This comment right from the head honcho of one of the largest Telcos in US cannot be taken lightly. Despite lot of talk in the industry about SDN / NFV CAPEX reduction benefits, we’re seeing skeptical questions around smooth transition to virtualization. But I will keep SDN /NFV discussion for some other day. Let us focus on the topic – CAPEX spends. Verizon’s CFO has confirmed its CAPEX spend going to stay, despite network virtualization!

The CAPEX focus could be different for different Telcos. For some Telcos like Verizon, their CAPEX spend mainly focused on future technologies, leading the market, greater customer experience etc. For some other Telcos, their budget constraints force them to think hard and do delicate trade-off between strategical “revenue-growth” projects and tactical maintenance projects to keep up with network growth, retain customers, improve quality of experience etc. With this hard balancing at hand, what if Telcos are equipped with smart tools & methodologies that could help in optimizing their on-going CAPEX? But, is such thing exist? I will get there in a moment. Please bear with me.

First, let us go through few industry trends.  In our recent study from Gartner, we got few interesting insights.

Here is short summary on the insights:

  • On an average Telco spends 15% – 20% of annual revenue on yearly Capital Expenditure
  • Increase in Capex spends w.r.t revenue (CAPEX Intensity = Capex / Revenue) is not translating into equivalent increase in revenue growth
  • Correlation between CAPEX Intensity and Revenue growth is a weak factor for Telcos mentioned in the regions. This means revenue growth is not linearly correlated with CAPEX spends
  • 5-year flat growth in revenues across geographies is not encouraging. Max 20% 5-year top-line growth in North America region and deep negative for Europe region (-11%)
  • Cost of capital over last decade is higher than RoI on an average across the industry
  • Notable positive point is the margins are maintained in 25 – 35% range across geographies. And it is imperative to maintain this margins to generate free cash to fund next CAPEX cycle but if not completely.

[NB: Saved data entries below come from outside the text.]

//! HTTP-level tests for the root health endpoint and shared middleware.

mod common;

use axum::http::StatusCode;
use common::{body_json, get};
use sqlx::PgPool;

#[sqlx::test(migrations = "../../db/migrations")]
async fn test_health_reports_database(pool: PgPool) {
    let test_app = common::build_test_app(pool);

    let response = get(test_app.app(), "/health").await;
    assert_eq!(response.status(), StatusCode::OK);

    let json = body_json(response).await;
    assert_eq!(json["status"], "ok");
    assert_eq!(json["db_healthy"], true);
    assert!(json["version"].is_string());
}

#[sqlx::test(migrations = "../../db/migrations")]
async fn test_responses_carry_request_id(pool: PgPool) {
    let test_app = common::build_test_app(pool);

    let response = get(test_app.app(), "/health").await;
    assert!(
        response.headers().contains_key("x-request-id"),
        "request id must be propagated to the response"
    );
}

#[sqlx::test(migrations = "../../db/migrations")]
async fn test_unknown_route_is_404(pool: PgPool) {
    let test_app = common::build_test_app(pool);

    let response = get(test_app.app(), "/api/v1/nope").await;
    assert_eq!(response.status(), StatusCode::NOT_FOUND);
}
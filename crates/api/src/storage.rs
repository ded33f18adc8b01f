//! Local filesystem backend for attachment bytes.
//!
//! Rows in `attachments` store a path relative to the storage root; this
//! module is the only place that turns such a path into a file on disk.

use std::io;
use std::path::{Path, PathBuf};

use matuto_core::attach::validate_relative_path;

use crate::config::StorageConfig;

/// Attachment storage rooted at [`StorageConfig::base_path`].
#[derive(Debug, Clone)]
pub struct LocalStorage {
    root: PathBuf,
}

impl LocalStorage {
    pub fn new(config: &StorageConfig) -> Self {
        Self {
            root: config.base_path.clone(),
        }
    }

    pub fn root(&self) -> &Path {
        &self.root
    }

    /// Write `data` at `relative`, creating the day directory when needed.
    pub async fn save(&self, relative: &str, data: &[u8]) -> io::Result<()> {
        let path = self.resolve(relative)?;
        if let Some(parent) = path.parent() {
            tokio::fs::create_dir_all(parent).await?;
        }
        tokio::fs::write(&path, data).await
    }

    /// Remove the file at `relative`. A file that is already gone is not an error.
    pub async fn delete(&self, relative: &str) -> io::Result<()> {
        let path = self.resolve(relative)?;
        match tokio::fs::remove_file(&path).await {
            Ok(()) => Ok(()),
            Err(e) if e.kind() == io::ErrorKind::NotFound => Ok(()),
            Err(e) => Err(e),
        }
    }

    fn resolve(&self, relative: &str) -> io::Result<PathBuf> {
        validate_relative_path(relative)
            .map_err(|e| io::Error::new(io::ErrorKind::InvalidInput, e.to_string()))?;
        Ok(self.root.join(relative))
    }
}

#[cfg(test)]
mod tests {
    use super::*;

    fn storage(dir: &tempfile::TempDir) -> LocalStorage {
        LocalStorage::new(&StorageConfig {
            base_path: dir.path().to_path_buf(),
            base_url: "http://localhost/uploads/".into(),
            max_size_bytes: 1024,
        })
    }

    #[tokio::test]
    async fn save_creates_day_directory() {
        let dir = tempfile::tempdir().expect("tempdir");
        let storage = storage(&dir);

        storage
            .save("2024-05-01/1_a.txt", b"hello")
            .await
            .expect("save should succeed");

        let written = std::fs::read(dir.path().join("2024-05-01/1_a.txt")).expect("file exists");
        assert_eq!(written, b"hello");
    }

    #[tokio::test]
    async fn delete_is_idempotent() {
        let dir = tempfile::tempdir().expect("tempdir");
        let storage = storage(&dir);

        storage.save("d/1_a.txt", b"x").await.expect("save");
        storage.delete("d/1_a.txt").await.expect("first delete");
        storage.delete("d/1_a.txt").await.expect("second delete");
        assert!(!dir.path().join("d/1_a.txt").exists());
    }

    #[tokio::test]
    async fn escaping_paths_are_rejected() {
        let dir = tempfile::tempdir().expect("tempdir");
        let storage = storage(&dir);

        let err = storage.save("../outside.txt", b"x").await.unwrap_err();
        assert_eq!(err.kind(), io::ErrorKind::InvalidInput);
        assert!(storage.delete("/etc/passwd").await.is_err());
    }
}
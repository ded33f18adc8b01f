//! First-run administrator seeding.

use matuto_db::models::user::{CreateUser, User};
use matuto_db::repositories::UserRepo;
use sqlx::PgPool;

use crate::auth::password::{hash_password, validate_password_strength, MIN_PASSWORD_LENGTH};
use crate::config::AdminBootstrap;

#[derive(Debug, thiserror::Error)]
pub enum BootstrapError {
    #[error("Bootstrap password rejected: {0}")]
    WeakPassword(String),

    #[error("Failed to hash bootstrap password: {0}")]
    Hash(String),

    #[error("Database error: {0}")]
    Database(#[from] sqlx::Error),
}

/// Create the configured administrator when no account exists yet.
///
/// Returns the new user, or `None` when the `users` table already has rows.
pub async fn seed_admin(
    pool: &PgPool,
    admin: &AdminBootstrap,
) -> Result<Option<User>, BootstrapError> {
    if UserRepo::count(pool).await? > 0 {
        return Ok(None);
    }

    validate_password_strength(&admin.password, MIN_PASSWORD_LENGTH)
        .map_err(BootstrapError::WeakPassword)?;
    let password_hash =
        hash_password(&admin.password).map_err(|e| BootstrapError::Hash(e.to_string()))?;

    let input = CreateUser {
        account: admin.account.clone(),
        username: admin.account.clone(),
        email: None,
        password_hash,
    };
    Ok(Some(UserRepo::create(pool, &input).await?))
}
//! JWT access-token generation and validation.
//!
//! Access tokens are HS256-signed JWTs containing a [`Claims`] payload. There
//! are no refresh tokens; clients log in again once a token expires.

use jsonwebtoken::{decode, encode, DecodingKey, EncodingKey, Header, Validation};
use matuto_core::types::DbId;
use serde::{Deserialize, Serialize};
use uuid::Uuid;

/// JWT claims embedded in every access token.
#[derive(Debug, Serialize, Deserialize, Clone)]
pub struct Claims {
    /// Subject -- the user's internal database id.
    pub sub: DbId,
    /// The user's login account name.
    pub account: String,
    /// Token issuer, checked on validation.
    pub iss: String,
    /// Expiration time (UTC Unix timestamp).
    pub exp: i64,
    /// Issued-at time (UTC Unix timestamp).
    pub iat: i64,
    /// Unique token identifier (UUID v4).
    pub jti: String,
}

/// Configuration for JWT token generation and validation.
#[derive(Debug, Clone)]
pub struct JwtConfig {
    /// HMAC-SHA256 secret used to sign and verify tokens.
    pub secret: String,
    /// Access token lifetime in minutes (default: 1440).
    pub access_token_expiry_mins: i64,
    /// Value of the `iss` claim (default: `matuto-blog`).
    pub issuer: String,
}

/// Default access token expiry in minutes (one day).
const DEFAULT_ACCESS_EXPIRY_MINS: i64 = 1440;
/// Default token issuer.
const DEFAULT_ISSUER: &str = "matuto-blog";

impl JwtConfig {
    /// Load JWT configuration from environment variables.
    ///
    /// | Env Var                  | Required | Default       |
    /// |--------------------------|----------|---------------|
    /// | `JWT_SECRET`             | **yes**  | --            |
    /// | `JWT_ACCESS_EXPIRY_MINS` | no       | `1440`        |
    /// | `JWT_ISSUER`             | no       | `matuto-blog` |
    ///
    /// # Panics
    ///
    /// Panics if `JWT_SECRET` is not set or is empty.
    pub fn from_env() -> Self {
        let secret =
            std::env::var("JWT_SECRET").expect("JWT_SECRET must be set in the environment");
        assert!(!secret.is_empty(), "JWT_SECRET must not be empty");

        let access_token_expiry_mins: i64 = std::env::var("JWT_ACCESS_EXPIRY_MINS")
            .unwrap_or_else(|_| DEFAULT_ACCESS_EXPIRY_MINS.to_string())
            .parse()
            .expect("JWT_ACCESS_EXPIRY_MINS must be a valid i64");

        let issuer = std::env::var("JWT_ISSUER").unwrap_or_else(|_| DEFAULT_ISSUER.into());

        Self {
            secret,
            access_token_expiry_mins,
            issuer,
        }
    }
}

/// Generate an HS256 access token for the given user.
pub fn generate_access_token(
    user_id: DbId,
    account: &str,
    config: &JwtConfig,
) -> Result<String, jsonwebtoken::errors::Error> {
    let now = chrono::Utc::now().timestamp();
    let exp = now + config.access_token_expiry_mins * 60;

    let claims = Claims {
        sub: user_id,
        account: account.to_string(),
        iss: config.issuer.clone(),
        exp,
        iat: now,
        jti: Uuid::new_v4().to_string(),
    };

    encode(
        &Header::default(), // HS256
        &claims,
        &EncodingKey::from_secret(config.secret.as_bytes()),
    )
}

/// Validate and decode an access token, returning the embedded [`Claims`].
///
/// Checks the signature, expiration, and issuer.
pub fn validate_token(
    token: &str,
    config: &JwtConfig,
) -> Result<Claims, jsonwebtoken::errors::Error> {
    let mut validation = Validation::default(); // HS256, validates exp
    validation.set_issuer(&[config.issuer.as_str()]);

    let token_data = decode::<Claims>(
        token,
        &DecodingKey::from_secret(config.secret.as_bytes()),
        &validation,
    )?;
    Ok(token_data.claims)
}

The above stats where CAPEX spends are not reaping substantial revenue growth indicates two major viewpoints:

  1. Strategic capital investments have a slightly long gestation period but not comparable to capital cycles of traditional industries like manufacturing industry.
  2. Bulk of CAPEX go into maintenance projects. That is, to keep-up with current network demand juggernaut, customer retention, quality of service etc.

For instance, a good chunk of leading Tier 1 North American operator’s CAPEX goes into wireless network for densification and getting future ready for 5G deployments. This could be a case for many big Telcos – investing on future technologies. On the contrary, we have also seen majority of Telcos’ CAPEX going in for second type of investment – meeting current network data growth. This is nothing wrong as such and very much required to keep customers happy.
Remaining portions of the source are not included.